Your task
Only the lines below from the one containing "filename crates/sweep-rs/src/context/mod.rs" to the one containing "a bounded FIFO" should be repeated, both included and unchanged.

Entries provided
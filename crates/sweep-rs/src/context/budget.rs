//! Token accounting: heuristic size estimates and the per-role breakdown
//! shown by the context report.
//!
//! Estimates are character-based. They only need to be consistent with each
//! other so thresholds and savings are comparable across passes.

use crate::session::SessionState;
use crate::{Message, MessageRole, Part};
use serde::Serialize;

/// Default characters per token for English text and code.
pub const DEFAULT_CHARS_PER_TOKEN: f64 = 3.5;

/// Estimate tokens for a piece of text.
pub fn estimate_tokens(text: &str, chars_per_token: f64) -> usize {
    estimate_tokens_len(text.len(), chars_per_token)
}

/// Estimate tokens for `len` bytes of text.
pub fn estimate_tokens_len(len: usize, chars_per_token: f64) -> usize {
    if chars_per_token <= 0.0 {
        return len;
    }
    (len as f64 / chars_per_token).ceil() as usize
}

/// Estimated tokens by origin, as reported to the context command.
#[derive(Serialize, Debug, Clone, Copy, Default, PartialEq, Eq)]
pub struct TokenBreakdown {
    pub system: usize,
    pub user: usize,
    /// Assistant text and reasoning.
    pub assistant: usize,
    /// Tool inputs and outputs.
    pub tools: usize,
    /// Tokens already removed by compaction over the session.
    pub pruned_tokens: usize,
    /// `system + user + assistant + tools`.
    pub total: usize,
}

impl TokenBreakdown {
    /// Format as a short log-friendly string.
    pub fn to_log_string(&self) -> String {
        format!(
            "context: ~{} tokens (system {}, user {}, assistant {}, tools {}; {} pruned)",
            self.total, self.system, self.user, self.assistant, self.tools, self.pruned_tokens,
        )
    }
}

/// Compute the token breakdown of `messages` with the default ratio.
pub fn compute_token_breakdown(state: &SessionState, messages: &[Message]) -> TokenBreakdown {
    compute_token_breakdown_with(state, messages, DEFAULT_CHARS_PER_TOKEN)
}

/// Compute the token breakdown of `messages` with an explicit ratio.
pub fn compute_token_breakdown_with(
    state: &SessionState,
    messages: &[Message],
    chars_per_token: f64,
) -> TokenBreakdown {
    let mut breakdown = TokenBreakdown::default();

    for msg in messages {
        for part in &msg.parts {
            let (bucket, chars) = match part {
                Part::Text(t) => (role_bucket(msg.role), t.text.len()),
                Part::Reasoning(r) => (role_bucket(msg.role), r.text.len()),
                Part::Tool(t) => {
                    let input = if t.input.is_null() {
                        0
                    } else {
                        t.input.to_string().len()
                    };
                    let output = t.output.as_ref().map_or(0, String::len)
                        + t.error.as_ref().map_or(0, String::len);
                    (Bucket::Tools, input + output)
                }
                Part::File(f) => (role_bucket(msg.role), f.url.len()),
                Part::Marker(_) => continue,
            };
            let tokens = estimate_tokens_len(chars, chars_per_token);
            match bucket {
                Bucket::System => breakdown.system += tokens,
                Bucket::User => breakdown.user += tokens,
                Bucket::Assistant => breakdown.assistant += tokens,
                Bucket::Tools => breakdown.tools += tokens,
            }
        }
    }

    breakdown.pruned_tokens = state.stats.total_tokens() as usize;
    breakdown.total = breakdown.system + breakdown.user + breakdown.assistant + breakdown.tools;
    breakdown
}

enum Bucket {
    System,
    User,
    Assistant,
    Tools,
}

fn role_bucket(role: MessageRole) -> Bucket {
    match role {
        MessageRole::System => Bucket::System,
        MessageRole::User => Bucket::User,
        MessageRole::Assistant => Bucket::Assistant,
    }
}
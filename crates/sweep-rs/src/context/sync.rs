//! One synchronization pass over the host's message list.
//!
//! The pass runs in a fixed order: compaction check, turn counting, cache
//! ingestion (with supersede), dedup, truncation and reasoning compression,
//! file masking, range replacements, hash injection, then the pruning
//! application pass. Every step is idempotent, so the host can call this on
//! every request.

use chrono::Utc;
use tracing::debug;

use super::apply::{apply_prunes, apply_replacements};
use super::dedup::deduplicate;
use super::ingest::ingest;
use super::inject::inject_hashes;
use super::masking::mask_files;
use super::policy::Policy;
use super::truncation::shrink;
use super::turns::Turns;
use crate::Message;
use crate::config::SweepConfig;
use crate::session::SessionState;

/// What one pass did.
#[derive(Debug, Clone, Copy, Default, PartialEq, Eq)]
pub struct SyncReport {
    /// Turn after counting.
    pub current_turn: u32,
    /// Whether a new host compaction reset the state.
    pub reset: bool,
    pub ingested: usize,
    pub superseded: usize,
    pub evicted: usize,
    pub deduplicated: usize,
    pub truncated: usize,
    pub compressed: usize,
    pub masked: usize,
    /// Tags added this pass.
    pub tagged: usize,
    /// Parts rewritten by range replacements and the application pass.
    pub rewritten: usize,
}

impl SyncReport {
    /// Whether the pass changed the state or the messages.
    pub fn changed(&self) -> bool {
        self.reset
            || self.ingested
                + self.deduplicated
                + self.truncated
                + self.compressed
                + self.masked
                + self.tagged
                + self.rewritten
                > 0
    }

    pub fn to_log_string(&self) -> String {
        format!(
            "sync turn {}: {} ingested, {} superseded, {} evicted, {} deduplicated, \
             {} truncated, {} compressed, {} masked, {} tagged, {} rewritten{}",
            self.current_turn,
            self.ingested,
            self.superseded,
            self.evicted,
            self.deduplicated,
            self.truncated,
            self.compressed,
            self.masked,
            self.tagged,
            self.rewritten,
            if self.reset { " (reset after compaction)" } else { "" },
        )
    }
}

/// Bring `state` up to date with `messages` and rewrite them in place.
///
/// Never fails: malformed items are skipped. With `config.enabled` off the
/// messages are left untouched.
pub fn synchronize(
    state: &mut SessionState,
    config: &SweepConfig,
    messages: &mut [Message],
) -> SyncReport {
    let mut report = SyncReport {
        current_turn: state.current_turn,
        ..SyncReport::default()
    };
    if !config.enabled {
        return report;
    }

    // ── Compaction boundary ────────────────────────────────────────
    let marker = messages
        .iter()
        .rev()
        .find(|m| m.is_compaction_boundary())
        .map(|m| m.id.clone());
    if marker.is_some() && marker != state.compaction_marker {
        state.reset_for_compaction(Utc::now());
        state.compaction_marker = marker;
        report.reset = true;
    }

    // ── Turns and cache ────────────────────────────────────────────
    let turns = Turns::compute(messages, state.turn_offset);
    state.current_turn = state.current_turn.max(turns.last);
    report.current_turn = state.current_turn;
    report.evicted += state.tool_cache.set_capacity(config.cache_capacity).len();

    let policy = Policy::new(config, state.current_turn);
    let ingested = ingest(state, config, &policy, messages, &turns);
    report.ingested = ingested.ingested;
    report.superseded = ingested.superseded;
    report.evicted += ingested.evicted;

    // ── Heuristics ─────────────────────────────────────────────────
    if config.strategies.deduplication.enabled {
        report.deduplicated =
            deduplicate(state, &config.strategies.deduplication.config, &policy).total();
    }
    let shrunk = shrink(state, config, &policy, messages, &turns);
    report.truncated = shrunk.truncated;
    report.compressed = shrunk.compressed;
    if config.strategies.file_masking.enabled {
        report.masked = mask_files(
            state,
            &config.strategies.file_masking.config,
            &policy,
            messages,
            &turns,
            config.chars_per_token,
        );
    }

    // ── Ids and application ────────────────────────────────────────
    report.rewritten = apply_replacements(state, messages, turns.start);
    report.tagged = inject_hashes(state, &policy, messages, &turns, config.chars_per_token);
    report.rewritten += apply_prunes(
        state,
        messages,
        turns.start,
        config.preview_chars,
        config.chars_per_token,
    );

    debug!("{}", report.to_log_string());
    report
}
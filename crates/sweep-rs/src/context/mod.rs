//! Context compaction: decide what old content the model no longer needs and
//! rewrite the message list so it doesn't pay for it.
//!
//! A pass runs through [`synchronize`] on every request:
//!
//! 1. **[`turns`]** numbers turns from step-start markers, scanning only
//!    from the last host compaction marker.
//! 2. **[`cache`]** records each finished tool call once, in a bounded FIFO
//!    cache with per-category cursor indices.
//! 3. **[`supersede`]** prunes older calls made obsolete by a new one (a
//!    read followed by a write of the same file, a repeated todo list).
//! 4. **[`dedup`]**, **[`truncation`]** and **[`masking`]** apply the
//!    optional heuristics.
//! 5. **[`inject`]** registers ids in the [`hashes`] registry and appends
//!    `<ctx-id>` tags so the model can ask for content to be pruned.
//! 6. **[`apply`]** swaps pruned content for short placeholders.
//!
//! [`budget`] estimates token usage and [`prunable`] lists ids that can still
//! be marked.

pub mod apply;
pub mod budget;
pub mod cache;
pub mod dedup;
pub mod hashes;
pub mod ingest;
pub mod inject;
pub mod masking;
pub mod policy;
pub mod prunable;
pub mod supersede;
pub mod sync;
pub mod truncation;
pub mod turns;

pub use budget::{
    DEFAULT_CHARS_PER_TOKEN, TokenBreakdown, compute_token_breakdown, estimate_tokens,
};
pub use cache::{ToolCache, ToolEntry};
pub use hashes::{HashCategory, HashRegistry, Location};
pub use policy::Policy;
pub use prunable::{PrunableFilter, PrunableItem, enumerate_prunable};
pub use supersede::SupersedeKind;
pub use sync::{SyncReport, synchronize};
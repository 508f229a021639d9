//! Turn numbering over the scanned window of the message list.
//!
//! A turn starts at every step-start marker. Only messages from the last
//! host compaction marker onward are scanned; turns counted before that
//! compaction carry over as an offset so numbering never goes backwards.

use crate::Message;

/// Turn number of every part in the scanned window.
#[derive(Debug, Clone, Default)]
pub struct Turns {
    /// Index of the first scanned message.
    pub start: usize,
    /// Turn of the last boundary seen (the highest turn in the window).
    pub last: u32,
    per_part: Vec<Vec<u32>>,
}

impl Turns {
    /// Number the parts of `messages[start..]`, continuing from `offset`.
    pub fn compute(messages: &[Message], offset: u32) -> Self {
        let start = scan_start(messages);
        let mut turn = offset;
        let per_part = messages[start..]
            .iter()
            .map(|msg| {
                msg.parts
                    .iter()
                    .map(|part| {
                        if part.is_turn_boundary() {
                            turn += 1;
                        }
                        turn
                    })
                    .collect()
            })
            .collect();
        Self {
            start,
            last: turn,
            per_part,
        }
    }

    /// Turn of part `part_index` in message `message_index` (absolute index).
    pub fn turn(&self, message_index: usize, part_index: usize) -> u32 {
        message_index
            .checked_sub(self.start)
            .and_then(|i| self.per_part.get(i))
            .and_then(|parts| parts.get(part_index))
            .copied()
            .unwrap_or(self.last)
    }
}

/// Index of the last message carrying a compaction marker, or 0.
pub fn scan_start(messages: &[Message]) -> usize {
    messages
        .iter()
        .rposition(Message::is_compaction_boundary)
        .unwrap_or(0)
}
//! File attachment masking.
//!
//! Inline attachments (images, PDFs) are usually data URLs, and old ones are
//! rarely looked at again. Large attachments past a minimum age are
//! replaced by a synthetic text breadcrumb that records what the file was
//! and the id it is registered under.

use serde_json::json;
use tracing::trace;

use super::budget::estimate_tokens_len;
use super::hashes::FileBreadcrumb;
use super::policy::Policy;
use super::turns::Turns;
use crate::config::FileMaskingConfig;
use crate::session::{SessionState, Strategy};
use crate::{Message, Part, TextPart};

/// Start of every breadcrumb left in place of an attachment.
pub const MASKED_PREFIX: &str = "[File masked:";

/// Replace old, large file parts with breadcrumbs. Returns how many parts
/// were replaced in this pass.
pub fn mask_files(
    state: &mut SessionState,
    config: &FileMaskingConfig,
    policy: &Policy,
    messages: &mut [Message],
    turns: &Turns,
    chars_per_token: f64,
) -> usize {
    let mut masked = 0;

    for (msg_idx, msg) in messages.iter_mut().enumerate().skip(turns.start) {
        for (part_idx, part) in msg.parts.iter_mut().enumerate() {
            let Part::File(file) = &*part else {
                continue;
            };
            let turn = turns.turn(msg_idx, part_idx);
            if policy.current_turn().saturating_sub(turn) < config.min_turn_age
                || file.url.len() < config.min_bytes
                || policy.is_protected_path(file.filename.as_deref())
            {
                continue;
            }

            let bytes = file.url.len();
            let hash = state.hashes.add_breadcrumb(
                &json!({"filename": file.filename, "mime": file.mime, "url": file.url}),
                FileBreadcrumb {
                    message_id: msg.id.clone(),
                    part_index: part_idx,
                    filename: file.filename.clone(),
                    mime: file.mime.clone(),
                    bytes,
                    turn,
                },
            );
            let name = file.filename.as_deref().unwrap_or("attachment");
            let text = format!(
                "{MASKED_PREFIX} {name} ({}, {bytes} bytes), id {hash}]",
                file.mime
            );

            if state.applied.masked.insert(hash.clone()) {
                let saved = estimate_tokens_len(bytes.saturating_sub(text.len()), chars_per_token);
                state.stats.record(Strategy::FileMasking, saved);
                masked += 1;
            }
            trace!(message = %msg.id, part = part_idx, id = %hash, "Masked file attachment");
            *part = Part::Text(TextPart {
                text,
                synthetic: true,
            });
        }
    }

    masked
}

Your solution
filename crates/sweep-rs/src/context/mod.rs
//! Context compaction: decide what old content the model no longer needs and
//! rewrite the message list so it doesn't pay for it.
//!
//! A pass runs through [`synchronize`] on every request:
//!
//! 1. **[`turns`]** numbers turns from step-start markers, scanning only
//!    from the last host compaction marker.
//! 2. **[`cache`]** records each finished tool call once, in a bounded FIFO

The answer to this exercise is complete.